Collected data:
+++++
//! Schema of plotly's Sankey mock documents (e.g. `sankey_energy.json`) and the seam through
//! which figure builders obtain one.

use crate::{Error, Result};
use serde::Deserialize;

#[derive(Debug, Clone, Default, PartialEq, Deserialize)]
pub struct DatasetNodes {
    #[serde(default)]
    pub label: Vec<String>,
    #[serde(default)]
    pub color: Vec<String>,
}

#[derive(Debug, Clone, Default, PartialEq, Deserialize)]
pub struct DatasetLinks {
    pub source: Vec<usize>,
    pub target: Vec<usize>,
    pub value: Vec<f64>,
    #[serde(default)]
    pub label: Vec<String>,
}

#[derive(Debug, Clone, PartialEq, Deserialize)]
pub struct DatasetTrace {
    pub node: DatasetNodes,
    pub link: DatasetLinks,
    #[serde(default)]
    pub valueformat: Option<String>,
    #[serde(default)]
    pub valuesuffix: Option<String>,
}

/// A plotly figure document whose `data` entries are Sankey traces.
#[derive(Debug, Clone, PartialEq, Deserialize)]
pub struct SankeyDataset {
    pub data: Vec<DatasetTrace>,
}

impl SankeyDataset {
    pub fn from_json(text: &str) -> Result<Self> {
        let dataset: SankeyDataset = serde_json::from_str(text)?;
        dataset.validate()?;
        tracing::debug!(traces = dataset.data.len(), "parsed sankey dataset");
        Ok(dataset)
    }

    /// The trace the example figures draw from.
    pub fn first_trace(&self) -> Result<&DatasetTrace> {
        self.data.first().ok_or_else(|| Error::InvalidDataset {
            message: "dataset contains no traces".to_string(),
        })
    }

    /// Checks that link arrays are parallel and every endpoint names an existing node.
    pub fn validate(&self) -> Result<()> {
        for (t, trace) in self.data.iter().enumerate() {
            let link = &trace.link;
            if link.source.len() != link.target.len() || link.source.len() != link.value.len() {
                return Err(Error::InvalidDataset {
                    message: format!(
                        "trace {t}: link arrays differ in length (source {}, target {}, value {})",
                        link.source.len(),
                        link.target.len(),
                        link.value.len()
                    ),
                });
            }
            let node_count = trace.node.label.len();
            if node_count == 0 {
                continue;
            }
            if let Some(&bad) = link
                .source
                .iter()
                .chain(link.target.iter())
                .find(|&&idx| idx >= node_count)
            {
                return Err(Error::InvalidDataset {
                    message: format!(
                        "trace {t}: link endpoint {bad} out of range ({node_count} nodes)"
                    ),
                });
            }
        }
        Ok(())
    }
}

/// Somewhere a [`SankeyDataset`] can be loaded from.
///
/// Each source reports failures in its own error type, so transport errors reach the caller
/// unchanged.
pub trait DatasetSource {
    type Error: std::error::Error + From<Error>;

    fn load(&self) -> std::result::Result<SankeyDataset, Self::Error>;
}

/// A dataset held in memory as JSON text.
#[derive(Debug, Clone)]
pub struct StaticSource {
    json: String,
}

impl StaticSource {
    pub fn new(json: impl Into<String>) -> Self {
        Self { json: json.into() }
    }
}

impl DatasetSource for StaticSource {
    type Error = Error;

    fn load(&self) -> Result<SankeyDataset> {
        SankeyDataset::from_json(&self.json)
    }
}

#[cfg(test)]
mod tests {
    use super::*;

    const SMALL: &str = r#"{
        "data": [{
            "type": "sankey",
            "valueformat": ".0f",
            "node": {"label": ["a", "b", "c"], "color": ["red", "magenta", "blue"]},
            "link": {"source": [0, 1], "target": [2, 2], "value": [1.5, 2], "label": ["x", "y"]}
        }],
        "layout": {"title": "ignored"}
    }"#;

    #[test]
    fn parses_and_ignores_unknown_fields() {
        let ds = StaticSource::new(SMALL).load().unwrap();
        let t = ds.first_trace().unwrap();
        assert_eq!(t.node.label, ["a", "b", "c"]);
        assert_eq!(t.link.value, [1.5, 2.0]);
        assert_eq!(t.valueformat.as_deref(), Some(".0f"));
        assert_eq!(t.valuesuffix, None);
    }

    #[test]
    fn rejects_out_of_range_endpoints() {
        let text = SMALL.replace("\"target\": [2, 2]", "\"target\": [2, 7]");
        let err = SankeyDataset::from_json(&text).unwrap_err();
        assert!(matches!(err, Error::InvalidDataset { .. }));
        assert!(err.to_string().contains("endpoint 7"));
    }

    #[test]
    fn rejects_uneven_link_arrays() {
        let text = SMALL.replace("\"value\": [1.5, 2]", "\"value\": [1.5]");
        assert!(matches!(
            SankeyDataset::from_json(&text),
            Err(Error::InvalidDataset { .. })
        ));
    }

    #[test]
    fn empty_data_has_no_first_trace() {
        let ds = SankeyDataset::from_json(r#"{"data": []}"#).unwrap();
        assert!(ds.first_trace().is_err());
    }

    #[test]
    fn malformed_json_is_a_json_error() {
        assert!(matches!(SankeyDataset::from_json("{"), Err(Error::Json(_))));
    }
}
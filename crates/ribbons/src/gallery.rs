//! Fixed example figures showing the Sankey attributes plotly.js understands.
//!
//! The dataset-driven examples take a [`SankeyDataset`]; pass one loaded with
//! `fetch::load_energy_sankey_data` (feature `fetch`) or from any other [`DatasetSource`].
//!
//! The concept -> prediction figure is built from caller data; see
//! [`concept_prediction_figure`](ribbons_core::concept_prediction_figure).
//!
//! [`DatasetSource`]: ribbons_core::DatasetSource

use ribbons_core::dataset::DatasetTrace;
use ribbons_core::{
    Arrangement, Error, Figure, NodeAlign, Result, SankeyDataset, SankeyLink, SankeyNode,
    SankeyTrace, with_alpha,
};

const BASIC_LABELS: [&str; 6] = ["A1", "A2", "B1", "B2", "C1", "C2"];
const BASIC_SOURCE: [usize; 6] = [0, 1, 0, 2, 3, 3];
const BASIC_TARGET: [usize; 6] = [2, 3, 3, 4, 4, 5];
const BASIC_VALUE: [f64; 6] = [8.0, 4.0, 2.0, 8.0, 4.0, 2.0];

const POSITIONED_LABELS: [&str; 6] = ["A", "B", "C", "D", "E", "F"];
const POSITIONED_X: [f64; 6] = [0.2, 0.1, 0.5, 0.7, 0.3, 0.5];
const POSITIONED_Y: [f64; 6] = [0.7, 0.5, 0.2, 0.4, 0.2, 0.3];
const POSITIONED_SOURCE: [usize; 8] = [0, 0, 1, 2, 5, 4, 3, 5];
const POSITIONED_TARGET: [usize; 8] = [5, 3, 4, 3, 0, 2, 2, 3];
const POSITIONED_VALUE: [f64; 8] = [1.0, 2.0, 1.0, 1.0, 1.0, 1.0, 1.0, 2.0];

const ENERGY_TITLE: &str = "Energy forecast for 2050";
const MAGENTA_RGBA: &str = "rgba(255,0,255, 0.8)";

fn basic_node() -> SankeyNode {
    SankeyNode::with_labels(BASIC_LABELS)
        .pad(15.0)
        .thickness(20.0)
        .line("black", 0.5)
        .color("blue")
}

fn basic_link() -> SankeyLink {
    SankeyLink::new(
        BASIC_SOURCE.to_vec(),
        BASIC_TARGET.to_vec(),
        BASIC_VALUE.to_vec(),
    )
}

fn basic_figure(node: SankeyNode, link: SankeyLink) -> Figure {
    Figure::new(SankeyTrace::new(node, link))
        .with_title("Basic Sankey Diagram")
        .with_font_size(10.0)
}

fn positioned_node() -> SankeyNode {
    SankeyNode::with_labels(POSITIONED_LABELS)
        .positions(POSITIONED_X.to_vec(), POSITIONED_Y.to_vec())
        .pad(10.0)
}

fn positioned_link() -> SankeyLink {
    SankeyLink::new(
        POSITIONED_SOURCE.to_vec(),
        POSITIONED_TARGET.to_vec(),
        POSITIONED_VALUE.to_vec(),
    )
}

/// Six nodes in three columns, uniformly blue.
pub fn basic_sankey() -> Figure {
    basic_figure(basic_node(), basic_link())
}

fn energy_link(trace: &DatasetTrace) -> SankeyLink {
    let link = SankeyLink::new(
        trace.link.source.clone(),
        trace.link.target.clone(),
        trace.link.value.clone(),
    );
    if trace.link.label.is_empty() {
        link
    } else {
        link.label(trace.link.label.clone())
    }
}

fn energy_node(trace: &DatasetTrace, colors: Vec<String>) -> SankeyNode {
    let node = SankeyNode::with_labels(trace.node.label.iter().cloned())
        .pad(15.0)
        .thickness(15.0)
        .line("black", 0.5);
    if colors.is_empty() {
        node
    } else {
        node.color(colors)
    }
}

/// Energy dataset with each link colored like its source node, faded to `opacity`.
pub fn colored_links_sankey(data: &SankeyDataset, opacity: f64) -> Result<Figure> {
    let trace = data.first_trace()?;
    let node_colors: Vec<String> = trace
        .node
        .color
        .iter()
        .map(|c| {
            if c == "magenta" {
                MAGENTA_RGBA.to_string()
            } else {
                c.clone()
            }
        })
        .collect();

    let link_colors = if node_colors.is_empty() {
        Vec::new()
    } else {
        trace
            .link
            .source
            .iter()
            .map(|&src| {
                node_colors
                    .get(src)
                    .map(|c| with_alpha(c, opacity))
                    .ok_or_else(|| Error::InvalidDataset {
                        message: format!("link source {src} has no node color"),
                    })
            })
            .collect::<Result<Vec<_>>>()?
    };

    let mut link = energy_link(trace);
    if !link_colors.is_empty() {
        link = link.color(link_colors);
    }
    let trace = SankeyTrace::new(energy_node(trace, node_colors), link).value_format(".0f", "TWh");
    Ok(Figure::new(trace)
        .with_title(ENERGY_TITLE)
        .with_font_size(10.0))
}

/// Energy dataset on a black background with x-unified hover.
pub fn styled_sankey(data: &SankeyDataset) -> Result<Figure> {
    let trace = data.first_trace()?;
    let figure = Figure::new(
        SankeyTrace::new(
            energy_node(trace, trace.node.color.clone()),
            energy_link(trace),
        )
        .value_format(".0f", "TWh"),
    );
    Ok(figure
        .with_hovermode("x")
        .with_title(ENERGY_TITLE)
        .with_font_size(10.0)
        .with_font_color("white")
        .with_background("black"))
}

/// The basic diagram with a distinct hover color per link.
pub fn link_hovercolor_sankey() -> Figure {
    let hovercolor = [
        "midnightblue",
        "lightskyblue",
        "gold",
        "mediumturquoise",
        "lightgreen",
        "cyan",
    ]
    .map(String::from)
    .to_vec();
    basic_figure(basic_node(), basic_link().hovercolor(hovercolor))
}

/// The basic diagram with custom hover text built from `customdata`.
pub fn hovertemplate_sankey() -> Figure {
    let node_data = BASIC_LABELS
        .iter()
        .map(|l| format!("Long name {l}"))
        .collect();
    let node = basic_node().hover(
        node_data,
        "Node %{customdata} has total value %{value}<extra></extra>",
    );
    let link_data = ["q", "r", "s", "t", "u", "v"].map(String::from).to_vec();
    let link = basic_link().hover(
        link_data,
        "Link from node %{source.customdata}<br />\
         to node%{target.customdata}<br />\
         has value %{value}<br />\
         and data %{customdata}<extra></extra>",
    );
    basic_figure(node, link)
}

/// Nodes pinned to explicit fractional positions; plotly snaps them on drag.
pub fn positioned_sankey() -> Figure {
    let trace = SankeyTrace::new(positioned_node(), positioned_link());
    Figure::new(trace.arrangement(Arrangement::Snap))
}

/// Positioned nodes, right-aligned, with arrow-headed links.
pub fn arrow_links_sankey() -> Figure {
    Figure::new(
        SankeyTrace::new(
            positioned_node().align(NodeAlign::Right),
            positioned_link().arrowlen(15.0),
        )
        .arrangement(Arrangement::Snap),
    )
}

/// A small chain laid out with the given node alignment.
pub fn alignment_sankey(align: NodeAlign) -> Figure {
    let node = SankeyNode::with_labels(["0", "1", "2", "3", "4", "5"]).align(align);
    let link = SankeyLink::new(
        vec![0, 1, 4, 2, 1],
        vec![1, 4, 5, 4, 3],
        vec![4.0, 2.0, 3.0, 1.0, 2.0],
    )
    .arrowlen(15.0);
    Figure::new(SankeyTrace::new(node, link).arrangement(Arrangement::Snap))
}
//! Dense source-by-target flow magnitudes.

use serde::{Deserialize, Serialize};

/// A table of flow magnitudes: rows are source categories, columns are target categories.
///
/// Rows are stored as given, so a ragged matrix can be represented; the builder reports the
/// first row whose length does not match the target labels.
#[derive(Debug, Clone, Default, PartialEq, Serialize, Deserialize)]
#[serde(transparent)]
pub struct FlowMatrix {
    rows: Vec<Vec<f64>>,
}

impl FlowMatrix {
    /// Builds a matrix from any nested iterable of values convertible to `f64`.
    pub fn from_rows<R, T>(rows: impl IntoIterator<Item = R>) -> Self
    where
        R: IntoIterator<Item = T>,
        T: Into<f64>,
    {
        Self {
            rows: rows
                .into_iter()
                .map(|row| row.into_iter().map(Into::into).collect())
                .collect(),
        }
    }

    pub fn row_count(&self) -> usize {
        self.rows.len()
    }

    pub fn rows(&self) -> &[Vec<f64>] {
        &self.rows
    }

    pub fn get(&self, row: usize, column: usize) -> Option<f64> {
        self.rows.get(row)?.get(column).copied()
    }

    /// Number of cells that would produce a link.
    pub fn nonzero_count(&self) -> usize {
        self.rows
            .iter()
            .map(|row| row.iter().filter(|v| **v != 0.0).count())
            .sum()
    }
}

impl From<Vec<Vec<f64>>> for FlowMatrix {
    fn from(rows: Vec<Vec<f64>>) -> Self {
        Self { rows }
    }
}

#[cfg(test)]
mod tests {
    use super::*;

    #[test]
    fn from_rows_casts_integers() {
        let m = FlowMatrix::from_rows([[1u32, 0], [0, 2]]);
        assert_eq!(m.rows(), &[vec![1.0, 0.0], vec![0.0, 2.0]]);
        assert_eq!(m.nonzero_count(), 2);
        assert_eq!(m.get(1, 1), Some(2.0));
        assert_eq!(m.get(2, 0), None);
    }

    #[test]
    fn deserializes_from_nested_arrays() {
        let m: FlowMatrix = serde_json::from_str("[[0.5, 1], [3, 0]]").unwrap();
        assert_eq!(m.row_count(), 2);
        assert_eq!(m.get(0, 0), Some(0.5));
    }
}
+++++
EXERCISE:
Beginning with the line that has "or from any" and ending with the line that has "const BASIC_VALUE: [f64;", set down the lines above exactly and include no others.

SOLUTION FOR THIS TASK:
//! `fetch::load_energy_sankey_data` (feature `fetch`) or from any other [`DatasetSource`].
//!
//! The concept -> prediction figure is built from caller data; see
//! [`concept_prediction_figure`](ribbons_core::concept_prediction_figure).
//!
//! [`DatasetSource`]: ribbons_core::DatasetSource

use ribbons_core::dataset::DatasetTrace;
use ribbons_core::{
    Arrangement, Error, Figure, NodeAlign, Result, SankeyDataset, SankeyLink, SankeyNode,
    SankeyTrace, with_alpha,
};

const BASIC_LABELS: [&str; 6] = ["A1", "A2", "B1", "B2", "C1", "C2"];
const BASIC_SOURCE: [usize; 6] = [0, 1, 0, 2, 3, 3];
const BASIC_TARGET: [usize; 6] = [2, 3, 3, 4, 4, 5];
const BASIC_VALUE: [f64; 6] = [8.0, 4.0, 2.0, 8.0, 4.0, 2.0];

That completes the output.